=== Work to complete ===
In the records below, find the lines that include the string "rejected" and report how many there are, nothing else.

(Collected data entries)

◇ ◇ ◇ ◇ ◇

//! モデル推論機能
//!
//! 画像 → 前処理 → 順伝播 → Softmax → argmax + 信頼度 → 閾値判定。

use anyhow::Context;
use burn::{
    module::Module,
    record::{BinBytesRecorder, FullPrecisionSettings, Recorder},
    tensor::{backend::Backend, Tensor, TensorData},
};
use serde::Serialize;
use std::path::Path;
use thiserror::Error;

use crate::ml::backend::{self, CpuBackend};
use crate::ml::ml_model::{ModelConfig, PlantDiseaseCnn};
use crate::ml::preprocess::{preprocess_bytes, preprocess_path, PreprocessError};
use crate::model::{is_unknown_label, load_model_with_metadata, DeviceType, LabelMap, ModelMetadata, UNKNOWN_LABEL};

/// 推論のエラー
#[derive(Debug, Error)]
pub enum ClassifyError {
    #[error(transparent)]
    Preprocess(#[from] PreprocessError),
    #[error("model produced class index {index} but only {num_classes} labels are known")]
    IndexOutOfRange { index: usize, num_classes: usize },
    #[error("model produced no output")]
    EmptyOutput,
    #[error("inference backend error: {0}")]
    Backend(String),
}

impl ClassifyError {
    /// 入力画像側の問題か（HTTPでは400にする）
    pub fn is_bad_input(&self) -> bool {
        matches!(
            self,
            ClassifyError::Preprocess(PreprocessError::Empty | PreprocessError::Decode(_))
        )
    }
}

/// 1枚の画像に対する予測
#[derive(Debug, Clone, Serialize)]
pub struct Prediction {
    /// argmaxのクラスインデックス
    pub class_index: usize,
    /// クラスインデックスに対応するラベル
    pub label: String,
    /// 最大確率（パーセント、小数第2位で丸め）
    pub confidence: f64,
    /// 全クラスの確率
    pub probabilities: Vec<f32>,
}

impl Prediction {
    /// 確率ベクトルから予測を作る
    pub fn from_probabilities(probabilities: Vec<f32>, labels: &LabelMap) -> Result<Self, ClassifyError> {
        let (class_index, max_prob) = argmax(&probabilities).ok_or(ClassifyError::EmptyOutput)?;
        let label = labels
            .label(class_index)
            .ok_or(ClassifyError::IndexOutOfRange {
                index: class_index,
                num_classes: labels.len(),
            })?
            .to_string();

        Ok(Self {
            class_index,
            label,
            confidence: confidence_percent(max_prob),
            probabilities,
        })
    }
}

/// 閾値判定後の診断結果
#[derive(Debug, Clone, Serialize, PartialEq)]
pub struct Diagnosis {
    /// 報告するクラス名（閾値未満なら "Unknown"）
    pub class: String,
    pub confidence: f64,
    pub class_index: usize,
    /// 閾値を満たし、既知のクラスとして認識されたか
    pub recognized: bool,
}

impl Diagnosis {
    /// 信頼度が閾値未満、またはラベル自体が "Unknown" の場合は "Unknown" として返す
    ///
    /// 閾値ちょうどは採用する。
    pub fn from_prediction(prediction: &Prediction, threshold: f64) -> Self {
        let recognized = prediction.confidence >= threshold && !is_unknown_label(&prediction.label);
        let class = if recognized {
            prediction.label.clone()
        } else {
            UNKNOWN_LABEL.to_string()
        };

        Self {
            class,
            confidence: prediction.confidence,
            class_index: prediction.class_index,
            recognized,
        }
    }
}

/// 最大値とそのインデックス（同値なら先頭、NaNは無視）
pub fn argmax(values: &[f32]) -> Option<(usize, f32)> {
    let mut best: Option<(usize, f32)> = None;
    for (i, &v) in values.iter().enumerate() {
        if v.is_nan() {
            continue;
        }
        match best {
            Some((_, b)) if v <= b => {}
            _ => best = Some((i, v)),
        }
    }
    best
}

/// 確率をパーセントに変換し小数第2位で丸める
pub fn confidence_percent(probability: f32) -> f64 {
    (probability as f64 * 100.0 * 100.0).round() / 100.0
}

struct LoadedModel<B: Backend> {
    model: PlantDiseaseCnn<B>,
    device: B::Device,
}

impl<B: Backend> LoadedModel<B> {
    fn restore(metadata: &ModelMetadata, binary: Vec<u8>, device: B::Device) -> anyhow::Result<Self> {
        let model = ModelConfig::new(metadata.num_classes())
            .with_dropout(metadata.dropout)
            .with_image_size(metadata.image_size)
            .init::<B>(&device)?;

        let recorder = BinBytesRecorder::<FullPrecisionSettings>::default();
        let record = recorder
            .load(binary, &device)
            .map_err(|e| anyhow::anyhow!("モデル重みの読み込みエラー: {:?}", e))?;

        Ok(Self {
            model: model.load_record(record),
            device,
        })
    }

    /// [n, 3, size, size] の画素列を確率 [n * num_classes] に変換
    fn probabilities(&self, pixels: Vec<f32>, batch: usize, image_size: usize) -> Result<Vec<f32>, ClassifyError> {
        let images = Tensor::<B, 4>::from_data(
            TensorData::new(pixels, [batch, 3, image_size, image_size]),
            &self.device,
        );
        self.model
            .forward_probabilities(images)
            .into_data()
            .convert::<f32>()
            .to_vec::<f32>()
            .map_err(|e| ClassifyError::Backend(format!("{e:?}")))
    }
}

enum EngineBackend {
    Cpu(LoadedModel<CpuBackend>),
    #[cfg(feature = "wgpu")]
    Gpu(LoadedModel<backend::GpuBackend>),
}

/// 推論エンジン
pub struct InferenceEngine {
    backend: EngineBackend,
    labels: LabelMap,
    image_size: usize,
    metadata: Option<ModelMetadata>,
}

impl InferenceEngine {
    /// モデルを読み込んで推論エンジンを初期化
    pub fn load(model_path: &Path, device_type: DeviceType) -> anyhow::Result<Self> {
        Self::load_with_labels(model_path, None, device_type)
    }

    /// ラベル表（class_indices.json）を上書きして読み込む
    pub fn load_with_labels(
        model_path: &Path,
        labels_path: Option<&Path>,
        device_type: DeviceType,
    ) -> anyhow::Result<Self> {
        backend::ensure_available(device_type)?;

        let (metadata, binary) = load_model_with_metadata(model_path)
            .with_context(|| format!("モデルを読み込めません: {}", model_path.display()))?;

        let labels = match labels_path {
            Some(path) => {
                let labels = LabelMap::load(path)?;
                if labels.len() != metadata.num_classes() {
                    anyhow::bail!(
                        "ラベル表のクラス数 ({}) がモデルのクラス数 ({}) と一致しません",
                        labels.len(),
                        metadata.num_classes()
                    );
                }
                labels
            }
            None => metadata.label_map(),
        };

        let backend = match device_type {
            DeviceType::Cpu => EngineBackend::Cpu(LoadedModel::restore(
                &metadata,
                binary,
                backend::cpu_device(),
            )?),
            #[cfg(feature = "wgpu")]
            DeviceType::Wgpu => EngineBackend::Gpu(LoadedModel::restore(
                &metadata,
                binary,
                backend::gpu_device(),
            )?),
            #[cfg(not(feature = "wgpu"))]
            DeviceType::Wgpu => anyhow::bail!("WGPUバックエンドは無効です"),
        };

        tracing::info!(
            classes = labels.len(),
            image_size = metadata.image_size,
            device = %device_type,
            "推論エンジンを初期化しました"
        );

        Ok(Self {
            backend,
            labels,
            image_size: metadata.image_size,
            metadata: Some(metadata),
        })
    }

    /// メモリ上のCPUモデルから作成（ツール・テスト用）
    pub fn from_cpu_model(model: PlantDiseaseCnn<CpuBackend>, labels: LabelMap, image_size: usize) -> Self {
        Self {
            backend: EngineBackend::Cpu(LoadedModel {
                model,
                device: backend::cpu_device(),
            }),
            labels,
            image_size,
            metadata: None,
        }
    }

    /// 正規化済み画素列（1枚または複数枚）から確率を計算
    fn probabilities(&self, pixels: Vec<f32>, batch: usize) -> Result<Vec<f32>, ClassifyError> {
        match &self.backend {
            EngineBackend::Cpu(m) => m.probabilities(pixels, batch, self.image_size),
            #[cfg(feature = "wgpu")]
            EngineBackend::Gpu(m) => m.probabilities(pixels, batch, self.image_size),
        }
    }

    /// 正規化済みの1枚分の画素列を分類
    pub fn classify_pixels(&self, pixels: Vec<f32>) -> Result<Prediction, ClassifyError> {
        let probabilities = self.probabilities(pixels, 1)?;
        Prediction::from_probabilities(probabilities, &self.labels)
    }

    /// アップロードされたバイト列を分類
    pub fn classify_bytes(&self, bytes: &[u8]) -> Result<Prediction, ClassifyError> {
        let pixels = preprocess_bytes(bytes, self.image_size)?;
        self.classify_pixels(pixels)
    }

    /// 単一画像ファイルを分類
    pub fn classify_path(&self, image_path: &Path) -> Result<Prediction, ClassifyError> {
        let pixels = preprocess_path(image_path, self.image_size)?;
        self.classify_pixels(pixels)
    }

    /// 複数画像を1回の順伝播でまとめて分類
    pub fn classify_batch<P: AsRef<Path>>(&self, image_paths: &[P]) -> Result<Vec<Prediction>, ClassifyError> {
        if image_paths.is_empty() {
            return Ok(Vec::new());
        }

        let mut pixels = Vec::with_capacity(image_paths.len() * 3 * self.image_size * self.image_size);
        for path in image_paths {
            pixels.extend(preprocess_path(path.as_ref(), self.image_size)?);
        }

        let num_classes = self.labels.len();
        let probabilities = self.probabilities(pixels, image_paths.len())?;
        if num_classes == 0 || probabilities.len() != image_paths.len() * num_classes {
            return Err(ClassifyError::Backend(format!(
                "unexpected output length {} for {} images",
                probabilities.len(),
                image_paths.len()
            )));
        }

        probabilities
            .chunks(num_classes)
            .map(|row| Prediction::from_probabilities(row.to_vec(), &self.labels))
            .collect()
    }

    pub fn labels(&self) -> &LabelMap {
        &self.labels
    }

    pub fn image_size(&self) -> usize {
        self.image_size
    }

    pub fn num_classes(&self) -> usize {
        self.labels.len()
    }

    /// アーカイブから読み込んだ場合のメタデータ
    pub fn metadata(&self) -> Option<&ModelMetadata> {
        self.metadata.as_ref()
    }
}

#[cfg(test)]
mod tests {
    use super::*;
    use crate::ml::preprocess::tests::solid_png;
    use crate::model::save_model_with_metadata;

    const SIZE: usize = 32;

    fn labels() -> LabelMap {
        LabelMap::new(vec![
            "Tomato___Early_blight".into(),
            "Tomato___Leaf_Mold".into(),
            "Tomato___healthy".into(),
        ])
    }

    fn cpu_model() -> PlantDiseaseCnn<CpuBackend> {
        ModelConfig::new(3)
            .with_image_size(SIZE)
            .init::<CpuBackend>(&backend::cpu_device())
            .unwrap()
    }

    fn prediction(label: &str, confidence: f64) -> Prediction {
        Prediction {
            class_index: 0,
            label: label.to_string(),
            confidence,
            probabilities: vec![],
        }
    }

    #[test]
    fn test_argmax() {
        assert_eq!(argmax(&[0.1, 0.7, 0.2]), Some((1, 0.7)));
        assert_eq!(argmax(&[0.5, 0.5]), Some((0, 0.5)));
        assert_eq!(argmax(&[f32::NAN, 0.3]), Some((1, 0.3)));
        assert_eq!(argmax(&[]), None);
    }

    #[test]
    fn test_confidence_percent() {
        assert_eq!(confidence_percent(0.5), 50.0);
        assert_eq!(confidence_percent(0.123456), 12.35);
        assert_eq!(confidence_percent(1.0), 100.0);
    }

    #[test]
    fn test_threshold_policy() {
        let accepted = Diagnosis::from_prediction(&prediction("Tomato___Leaf_Mold", 91.2), 70.0);
        assert_eq!(accepted.class, "Tomato___Leaf_Mold");
        assert!(accepted.recognized);

        let rejected = Diagnosis::from_prediction(&prediction("Tomato___Leaf_Mold", 69.99), 70.0);
        assert_eq!(rejected.class, "Unknown");
        assert_eq!(rejected.confidence, 69.99);
        assert!(!rejected.recognized);

        let boundary = Diagnosis::from_prediction(&prediction("Tomato___Leaf_Mold", 70.0), 70.0);
        assert!(boundary.recognized);

        let unknown_label = Diagnosis::from_prediction(&prediction("Unknown", 99.0), 70.0);
        assert_eq!(unknown_label.class, "Unknown");
        assert!(!unknown_label.recognized);
    }

    #[test]
    fn test_prediction_index_out_of_range() {
        let short = LabelMap::new(vec!["a".into()]);
        let err = Prediction::from_probabilities(vec![0.1, 0.9], &short).unwrap_err();
        assert!(matches!(err, ClassifyError::IndexOutOfRange { index: 1, num_classes: 1 }));
    }

    #[test]
    fn test_classify_bytes_with_fresh_model() {
        let engine = InferenceEngine::from_cpu_model(cpu_model(), labels(), SIZE);
        let png = solid_png(40, 40, [30, 160, 40]);

        let prediction = engine.classify_bytes(&png).unwrap();
        assert!(prediction.class_index < 3);
        assert_eq!(prediction.probabilities.len(), 3);
        assert!((0.0..=100.0).contains(&prediction.confidence));
        assert_eq!(
            Some(prediction.label.as_str()),
            engine.labels().label(prediction.class_index)
        );
    }

    #[test]
    fn test_classify_bad_bytes() {
        let engine = InferenceEngine::from_cpu_model(cpu_model(), labels(), SIZE);
        let err = engine.classify_bytes(b"GIF89a broken").unwrap_err();
        assert!(err.is_bad_input());
    }

    #[test]
    fn test_batch_matches_single() {
        let dir = tempfile::tempdir().unwrap();
        let a = dir.path().join("a.png");
        let b = dir.path().join("b.png");
        std::fs::write(&a, solid_png(32, 32, [200, 10, 10])).unwrap();
        std::fs::write(&b, solid_png(32, 32, [10, 200, 10])).unwrap();

        let engine = InferenceEngine::from_cpu_model(cpu_model(), labels(), SIZE);
        let batch = engine.classify_batch(&[&a, &b]).unwrap();
        assert_eq!(batch.len(), 2);

        let single = engine.classify_path(&b).unwrap();
        assert_eq!(batch[1].class_index, single.class_index);
        for (x, y) in batch[1].probabilities.iter().zip(&single.probabilities) {
            assert!((x - y).abs() < 1e-4);
        }
    }

    #[test]
    fn test_load_from_archive() {
        let model = cpu_model();
        let png = solid_png(32, 32, [90, 90, 20]);
        let expected = InferenceEngine::from_cpu_model(model.clone(), labels(), SIZE)
            .classify_bytes(&png)
            .unwrap();

        let binary = BinBytesRecorder::<FullPrecisionSettings>::default()
            .record(model.into_record(), ())
            .unwrap();
        let metadata = ModelMetadata::new(labels().labels().to_vec(), SIZE, 0.5, 1);

        let dir = tempfile::tempdir().unwrap();
        let path = save_model_with_metadata(&dir.path().join("leaf.tar.gz"), &metadata, &binary).unwrap();

        let engine = InferenceEngine::load(&path, DeviceType::Cpu).unwrap();
        assert_eq!(engine.num_classes(), 3);
        assert_eq!(engine.image_size(), SIZE);
        assert!(engine.metadata().is_some());

        let restored = engine.classify_bytes(&png).unwrap();
        assert_eq!(restored.class_index, expected.class_index);
        assert!((restored.confidence - expected.confidence).abs() < 0.02);
    }

    #[test]
    fn test_label_override_must_match() {
        let model = cpu_model();
        let binary = BinBytesRecorder::<FullPrecisionSettings>::default()
            .record(model.into_record(), ())
            .unwrap();
        let metadata = ModelMetadata::new(labels().labels().to_vec(), SIZE, 0.5, 1);

        let dir = tempfile::tempdir().unwrap();
        let path = save_model_with_metadata(&dir.path().join("leaf.tar.gz"), &metadata, &binary).unwrap();
        let labels_path = dir.path().join("class_indices.json");
        LabelMap::new(vec!["only".into()]).save(&labels_path).unwrap();

        assert!(InferenceEngine::load_with_labels(&path, Some(&labels_path), DeviceType::Cpu).is_err());
    }
}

◇ ◇ ◇ ◇ ◇

=== Answer section ===
4